The one-day conference’s schedule will include addresses by Cornell University biologist Praveen Sethupatha and Mark Labberton, president of Fuller Theological Seminary in Pasadena, Calif. Local church leaders will also discuss issues such as race, social justice, human origins and human uniqueness.
To a certain extent, the move to an online platform been a blessing, she said. Hundreds of people have already registered online for the free June 5 event titled “How Science Can Strengthen the Faith of Your Church.”
That includes those from as far away as Kenya and India who, before COVID-19, would not have been able to attend.
And the timing could not have been more fitting, coming as churches mull whether to reopen their congregations. Those debates continue to play out across the country and, in Harris County, legal battles between officials and local church leaders.

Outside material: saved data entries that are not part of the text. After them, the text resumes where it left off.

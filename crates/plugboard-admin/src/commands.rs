//! Command table handlers

use axum::{body::Bytes, extract::State, http::StatusCode, Json};

use crate::prelude::*;
use plugboard_core::extract::{Auth, OptionalRequestId};
use plugboard_types::types::{ApiResponse, CommandTable};

/// GET /admin/commands
pub async fn get_commands(
	State(app): State<App>,
	Auth(auth): Auth,
	OptionalRequestId(req_id): OptionalRequestId,
) -> ClResult<(StatusCode, Json<ApiResponse<CommandTable>>)> {
	let table = app.commands.get(&auth)?;

	let response = ApiResponse::new(table).with_req_id(req_id.unwrap_or_default());
	Ok((StatusCode::OK, Json(response)))
}

/// PUT /admin/commands - Replace the whole command table
pub async fn update_commands(
	State(app): State<App>,
	Auth(auth): Auth,
	OptionalRequestId(req_id): OptionalRequestId,
	body: Bytes,
) -> ClResult<(StatusCode, Json<ApiResponse<CommandTable>>)> {
	let table = app.commands.put(&auth, &body).await?;
	debug!("Command table now has {} categories", table.len());

	let response = ApiResponse::new(table).with_req_id(req_id.unwrap_or_default());
	Ok((StatusCode::OK, Json(response)))
}

// vim: ts=4
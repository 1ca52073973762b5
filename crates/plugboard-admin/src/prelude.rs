pub use plugboard_core::prelude::*;

// vim: ts=4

For more information, go to https://events.rice.edu/ and click on June 5. The “How Science Can Strengthen the Faith of Your Church” conference takes place from 9:30 a.m. – 3 p.m. The event is free, but registration is required.
Some congregations, including many Catholic parishes in the area, have opted to resume dialed-back services. Health experts have been lukewarm on the in-person services idea, saying it could worsen the spread of the highly-contagious virus. And on Tuesday, a group of local faith leaders again urged houses of worship to remain closed.
Those involved in the message said it was in part a response to President Donald Trump’s declaration that churches, synagogues and mosques are “essential.”
Ecklund said the issue has too often been framed only as a constitutional, rather than a public health issue.
That, too, will be discussed at the conference.
“Everything related to science and faith now needs to be understand in the context of COVID-19,” she said.
In recent years, she said, there’s been a tendency to view science and religion as incompatible, and to think of the “religious scientist” as an “oxymoron.”
“That kind of thinking is, I would say, mildly annoying at best in non-pandemic times,” she said. “But it can even be deadly in pandemic times.”
Rather, she said, both groups need to better foster relationships so that they can work together to address the many issues on which they agree.